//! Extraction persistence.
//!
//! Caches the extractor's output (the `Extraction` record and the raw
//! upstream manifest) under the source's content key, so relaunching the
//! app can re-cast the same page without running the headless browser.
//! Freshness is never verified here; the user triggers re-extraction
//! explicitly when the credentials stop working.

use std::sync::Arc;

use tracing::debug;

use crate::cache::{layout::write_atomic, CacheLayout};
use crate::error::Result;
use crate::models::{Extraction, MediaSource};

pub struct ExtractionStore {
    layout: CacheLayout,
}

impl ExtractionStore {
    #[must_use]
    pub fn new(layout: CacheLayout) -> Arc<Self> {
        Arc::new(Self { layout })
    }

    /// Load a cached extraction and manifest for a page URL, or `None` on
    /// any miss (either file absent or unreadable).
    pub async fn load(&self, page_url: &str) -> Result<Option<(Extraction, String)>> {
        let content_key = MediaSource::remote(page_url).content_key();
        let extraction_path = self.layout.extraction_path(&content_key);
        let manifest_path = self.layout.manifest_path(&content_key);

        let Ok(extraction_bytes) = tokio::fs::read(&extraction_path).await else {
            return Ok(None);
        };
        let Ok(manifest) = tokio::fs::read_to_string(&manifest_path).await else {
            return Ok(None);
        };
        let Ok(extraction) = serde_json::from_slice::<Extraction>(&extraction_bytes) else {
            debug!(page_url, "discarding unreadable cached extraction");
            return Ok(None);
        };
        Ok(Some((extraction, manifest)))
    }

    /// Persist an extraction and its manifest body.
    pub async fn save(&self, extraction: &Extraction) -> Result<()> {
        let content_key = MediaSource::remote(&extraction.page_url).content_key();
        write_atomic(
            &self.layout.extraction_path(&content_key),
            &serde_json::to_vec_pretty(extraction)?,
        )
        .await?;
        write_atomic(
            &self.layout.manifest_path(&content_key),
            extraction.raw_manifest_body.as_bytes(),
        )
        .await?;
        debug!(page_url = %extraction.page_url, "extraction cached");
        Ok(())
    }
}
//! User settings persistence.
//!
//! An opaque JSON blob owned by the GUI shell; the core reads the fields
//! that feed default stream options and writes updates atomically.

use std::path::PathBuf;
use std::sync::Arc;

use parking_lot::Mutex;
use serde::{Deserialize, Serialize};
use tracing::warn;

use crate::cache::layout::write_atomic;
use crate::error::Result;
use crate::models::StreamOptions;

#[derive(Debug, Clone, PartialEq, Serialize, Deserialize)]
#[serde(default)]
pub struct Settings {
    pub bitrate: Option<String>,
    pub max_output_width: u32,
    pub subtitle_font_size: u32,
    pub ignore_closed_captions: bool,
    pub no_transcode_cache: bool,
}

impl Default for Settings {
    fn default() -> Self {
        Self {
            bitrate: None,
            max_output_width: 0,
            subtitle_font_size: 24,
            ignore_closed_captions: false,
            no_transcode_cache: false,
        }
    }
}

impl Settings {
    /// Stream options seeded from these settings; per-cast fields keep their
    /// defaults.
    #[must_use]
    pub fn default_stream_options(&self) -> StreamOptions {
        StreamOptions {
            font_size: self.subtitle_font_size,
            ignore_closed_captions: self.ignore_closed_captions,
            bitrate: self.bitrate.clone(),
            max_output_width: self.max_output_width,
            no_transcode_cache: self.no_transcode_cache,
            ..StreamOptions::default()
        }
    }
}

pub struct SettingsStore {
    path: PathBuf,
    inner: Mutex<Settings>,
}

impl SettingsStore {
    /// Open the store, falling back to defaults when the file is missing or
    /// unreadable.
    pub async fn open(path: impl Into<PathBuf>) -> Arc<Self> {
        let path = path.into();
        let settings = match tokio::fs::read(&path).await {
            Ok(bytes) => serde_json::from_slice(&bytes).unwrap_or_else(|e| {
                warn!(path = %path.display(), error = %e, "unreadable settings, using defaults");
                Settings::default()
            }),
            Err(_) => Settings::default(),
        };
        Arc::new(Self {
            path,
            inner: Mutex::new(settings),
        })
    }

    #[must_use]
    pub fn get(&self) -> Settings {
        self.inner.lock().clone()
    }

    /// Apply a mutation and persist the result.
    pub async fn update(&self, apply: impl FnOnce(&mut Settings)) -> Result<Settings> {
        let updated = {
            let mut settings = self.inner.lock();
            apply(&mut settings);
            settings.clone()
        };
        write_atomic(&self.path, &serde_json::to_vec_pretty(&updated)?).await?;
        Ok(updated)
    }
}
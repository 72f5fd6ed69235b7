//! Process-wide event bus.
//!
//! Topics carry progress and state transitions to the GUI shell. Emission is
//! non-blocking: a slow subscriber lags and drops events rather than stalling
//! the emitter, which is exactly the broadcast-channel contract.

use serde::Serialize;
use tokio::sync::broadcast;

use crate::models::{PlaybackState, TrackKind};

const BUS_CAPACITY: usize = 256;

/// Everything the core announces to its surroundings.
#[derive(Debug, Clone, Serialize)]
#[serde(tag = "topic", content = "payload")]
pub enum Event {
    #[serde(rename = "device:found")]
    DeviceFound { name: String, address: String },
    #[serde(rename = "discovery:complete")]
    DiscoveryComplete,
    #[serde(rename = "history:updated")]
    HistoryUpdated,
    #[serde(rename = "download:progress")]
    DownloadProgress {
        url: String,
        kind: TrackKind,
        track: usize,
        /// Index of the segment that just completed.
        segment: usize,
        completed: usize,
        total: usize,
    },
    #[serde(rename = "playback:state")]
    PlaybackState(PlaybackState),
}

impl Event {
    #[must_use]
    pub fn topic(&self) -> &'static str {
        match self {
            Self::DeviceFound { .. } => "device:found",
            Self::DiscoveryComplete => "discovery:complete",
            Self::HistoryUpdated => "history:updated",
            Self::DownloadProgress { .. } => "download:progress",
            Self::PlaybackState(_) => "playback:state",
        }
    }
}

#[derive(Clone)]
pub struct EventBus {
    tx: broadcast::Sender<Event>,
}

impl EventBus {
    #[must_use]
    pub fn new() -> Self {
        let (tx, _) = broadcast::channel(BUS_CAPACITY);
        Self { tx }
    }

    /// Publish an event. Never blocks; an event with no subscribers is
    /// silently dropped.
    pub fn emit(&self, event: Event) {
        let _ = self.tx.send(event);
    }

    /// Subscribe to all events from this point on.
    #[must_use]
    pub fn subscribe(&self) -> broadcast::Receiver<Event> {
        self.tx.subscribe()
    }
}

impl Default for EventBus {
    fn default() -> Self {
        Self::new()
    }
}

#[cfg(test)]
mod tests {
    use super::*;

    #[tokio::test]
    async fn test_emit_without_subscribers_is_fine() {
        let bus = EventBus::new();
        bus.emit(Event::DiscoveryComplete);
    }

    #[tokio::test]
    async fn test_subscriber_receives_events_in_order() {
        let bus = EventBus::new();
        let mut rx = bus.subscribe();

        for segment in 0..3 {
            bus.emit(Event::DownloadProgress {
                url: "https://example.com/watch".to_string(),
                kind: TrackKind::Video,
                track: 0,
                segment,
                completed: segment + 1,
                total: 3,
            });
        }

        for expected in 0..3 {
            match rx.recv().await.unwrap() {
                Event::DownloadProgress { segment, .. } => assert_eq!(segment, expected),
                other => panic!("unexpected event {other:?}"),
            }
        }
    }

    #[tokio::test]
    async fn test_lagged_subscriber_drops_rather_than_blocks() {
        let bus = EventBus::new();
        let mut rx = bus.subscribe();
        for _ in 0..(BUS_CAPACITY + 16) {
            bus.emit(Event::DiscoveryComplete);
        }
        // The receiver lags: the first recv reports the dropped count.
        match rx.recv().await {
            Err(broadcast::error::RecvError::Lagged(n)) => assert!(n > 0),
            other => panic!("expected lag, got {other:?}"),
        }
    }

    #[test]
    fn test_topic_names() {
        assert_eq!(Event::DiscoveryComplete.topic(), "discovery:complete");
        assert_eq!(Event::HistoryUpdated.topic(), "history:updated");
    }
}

..........

● **THE TASK**: The records above should be set down again word for word.

● **ANSWER AREA**:
//! Extraction persistence.
//!
//! Caches the extractor's output (the `Extraction` record and the raw
//! upstream manifest) under the source's content key, so relaunching the
//! app can re-cast the same page without running the headless browser.
//! Freshness is never verified here; the user triggers re-extraction
//! explicitly when the credentials stop working.

use std::sync::Arc;

use tracing::debug;

use crate::cache::{layout::write_atomic, CacheLayout};
use crate::error::Result;
use crate::models::{Extraction, MediaSource};

pub struct ExtractionStore {
    layout: CacheLayout,
}

impl ExtractionStore {
    #[must_use]
    pub fn new(layout: CacheLayout) -> Arc<Self> {
        Arc::new(Self { layout })
    }

    /// Load a cached extraction and manifest for a page URL, or `None` on
    /// any miss (either file absent or unreadable).
    pub async fn load(&self, page_url: &str) -> Result<Option<(Extraction, String)>> {
        let content_key = MediaSource::remote(page_url).content_key();
        let extraction_path = self.layout.extraction_path(&content_key);
        let manifest_path = self.layout.manifest_path(&content_key);

        let Ok(extraction_bytes) = tokio::fs::read(&extraction_path).await else {
            return Ok(None);
        };
        let Ok(manifest) = tokio::fs::read_to_string(&manifest_path).await else {
            return Ok(None);
        };
        let Ok(extraction) = serde_json::from_slice::<Extraction>(&extraction_bytes) else {
            debug!(page_url, "discarding unreadable cached extraction");
            return Ok(None);
        };
        Ok(Some((extraction, manifest)))
    }

    /// Persist an extraction and its manifest body.
    pub async fn save(&self, extraction: &Extraction) -> Result<()> {
        let content_key = MediaSource::remote(&extraction.page_url).content_key();
        write_atomic(
            &self.layout.extraction_path(&content_key),
            &serde_json::to_vec_pretty(extraction)?,
        )
        .await?;
        write_atomic(
            &self.layout.manifest_path(&content_key),
            extraction.raw_manifest_body.as_bytes(),
        )
        .await?;
        debug!(page_url = %extraction.page_url, "extraction cached");
        Ok(())
    }
}
//! User settings persistence.
//!
//! An opaque JSON blob owned by the GUI shell; the core reads the fields
//! that feed default stream options and writes updates atomically.

use std::path::PathBuf;
use std::sync::Arc;

use parking_lot::Mutex;
use serde::{Deserialize, Serialize};
use tracing::warn;

use crate::cache::layout::write_atomic;
use crate::error::Result;
use crate::models::StreamOptions;

#[derive(Debug, Clone, PartialEq, Serialize, Deserialize)]
#[serde(default)]
pub struct Settings {
    pub bitrate: Option<String>,
    pub max_output_width: u32,
    pub subtitle_font_size: u32,
    pub ignore_closed_captions: bool,
    pub no_transcode_cache: bool,
}

impl Default for Settings {
    fn default() -> Self {
        Self {
            bitrate: None,
            max_output_width: 0,
            subtitle_font_size: 24,
            ignore_closed_captions: false,
            no_transcode_cache: false,
        }
    }
}

impl Settings {
    /// Stream options seeded from these settings; per-cast fields keep their
    /// defaults.
    #[must_use]
    pub fn default_stream_options(&self) -> StreamOptions {
        StreamOptions {
            font_size: self.subtitle_font_size,
            ignore_closed_captions: self.ignore_closed_captions,
            bitrate: self.bitrate.clone(),
            max_output_width: self.max_output_width,
            no_transcode_cache: self.no_transcode_cache,
            ..StreamOptions::default()
        }
    }
}

pub struct SettingsStore {
    path: PathBuf,
    inner: Mutex<Settings>,
}

impl SettingsStore {
    /// Open the store, falling back to defaults when the file is missing or
    /// unreadable.
    pub async fn open(path: impl Into<PathBuf>) -> Arc<Self> {
        let path = path.into();
        let settings = match tokio::fs::read(&path).await {
            Ok(bytes) => serde_json::from_slice(&bytes).unwrap_or_else(|e| {
                warn!(path = %path.display(), error = %e, "unreadable settings, using defaults");
                Settings::default()
            }),
            Err(_) => Settings::default(),
        };
        Arc::new(Self {
            path,
            inner: Mutex::new(settings),
        })
    }

    #[must_use]
    pub fn get(&self) -> Settings {
        self.inner.lock().clone()
    }

    /// Apply a mutation and persist the result.
    pub async fn update(&self, apply: impl FnOnce(&mut Settings)) -> Result<Settings> {
        let updated = {
            let mut settings = self.inner.lock();
            apply(&mut settings);
            settings.clone()
        };
        write_atomic(&self.path, &serde_json::to_vec_pretty(&updated)?).await?;
        Ok(updated)
    }
}
repository 72f5fd6ed69235b7
//! Process-wide event bus.
//!
//! Topics carry progress and state transitions to the GUI shell. Emission is
//! non-blocking: a slow subscriber lags and drops events rather than stalling
//! the emitter, which is exactly the broadcast-channel contract.

use serde::Serialize;
use tokio::sync::broadcast;

use crate::models::{PlaybackState, TrackKind};

const BUS_CAPACITY: usize = 256;

/// Everything the core announces to its surroundings.
#[derive(Debug, Clone, Serialize)]
#[serde(tag = "topic", content = "payload")]
pub enum Event {
    #[serde(rename = "device:found")]
    DeviceFound { name: String, address: String },
    #[serde(rename = "discovery:complete")]
    DiscoveryComplete,
    #[serde(rename = "history:updated")]
    HistoryUpdated,
    #[serde(rename = "download:progress")]
    DownloadProgress {
        url: String,
        kind: TrackKind,
        track: usize,
        /// Index of the segment that just completed.
        segment: usize,
        completed: usize,
        total: usize,
    },
    #[serde(rename = "playback:state")]
    PlaybackState(PlaybackState),
}

impl Event {
    #[must_use]
    pub fn topic(&self) -> &'static str {
        match self {
            Self::DeviceFound { .. } => "device:found",
            Self::DiscoveryComplete => "discovery:complete",
            Self::HistoryUpdated => "history:updated",
            Self::DownloadProgress { .. } => "download:progress",
            Self::PlaybackState(_) => "playback:state",
        }
    }
}

#[derive(Clone)]
pub struct EventBus {
    tx: broadcast::Sender<Event>,
}

impl EventBus {
    #[must_use]
    pub fn new() -> Self {
        let (tx, _) = broadcast::channel(BUS_CAPACITY);
        Self { tx }
    }

    /// Publish an event. Never blocks; an event with no subscribers is
    /// silently dropped.
    pub fn emit(&self, event: Event) {
        let _ = self.tx.send(event);
    }

    /// Subscribe to all events from this point on.
    #[must_use]
    pub fn subscribe(&self) -> broadcast::Receiver<Event> {
        self.tx.subscribe()
    }
}

impl Default for EventBus {
    fn default() -> Self {
        Self::new()
    }
}

#[cfg(test)]
mod tests {
    use super::*;

    #[tokio::test]
    async fn test_emit_without_subscribers_is_fine() {
        let bus = EventBus::new();
        bus.emit(Event::DiscoveryComplete);
    }

    #[tokio::test]
    async fn test_subscriber_receives_events_in_order() {
        let bus = EventBus::new();
        let mut rx = bus.subscribe();

        for segment in 0..3 {
            bus.emit(Event::DownloadProgress {
                url: "https://example.com/watch".to_string(),
                kind: TrackKind::Video,
                track: 0,
                segment,
                completed: segment + 1,
                total: 3,
            });
        }

        for expected in 0..3 {
            match rx.recv().await.unwrap() {
                Event::DownloadProgress { segment, .. } => assert_eq!(segment, expected),
                other => panic!("unexpected event {other:?}"),
            }
        }
    }

    #[tokio::test]
    async fn test_lagged_subscriber_drops_rather_than_blocks() {
        let bus = EventBus::new();
        let mut rx = bus.subscribe();
        for _ in 0..(BUS_CAPACITY + 16) {
            bus.emit(Event::DiscoveryComplete);
        }
        // The receiver lags: the first recv reports the dropped count.
        match rx.recv().await {
            Err(broadcast::error::RecvError::Lagged(n)) => assert!(n > 0),
            other => panic!("expected lag, got {other:?}"),
        }
    }

    #[test]
    fn test_topic_names() {
        assert_eq!(Event::DiscoveryComplete.topic(), "discovery:complete");
        assert_eq!(Event::HistoryUpdated.topic(), "history:updated");
    }
}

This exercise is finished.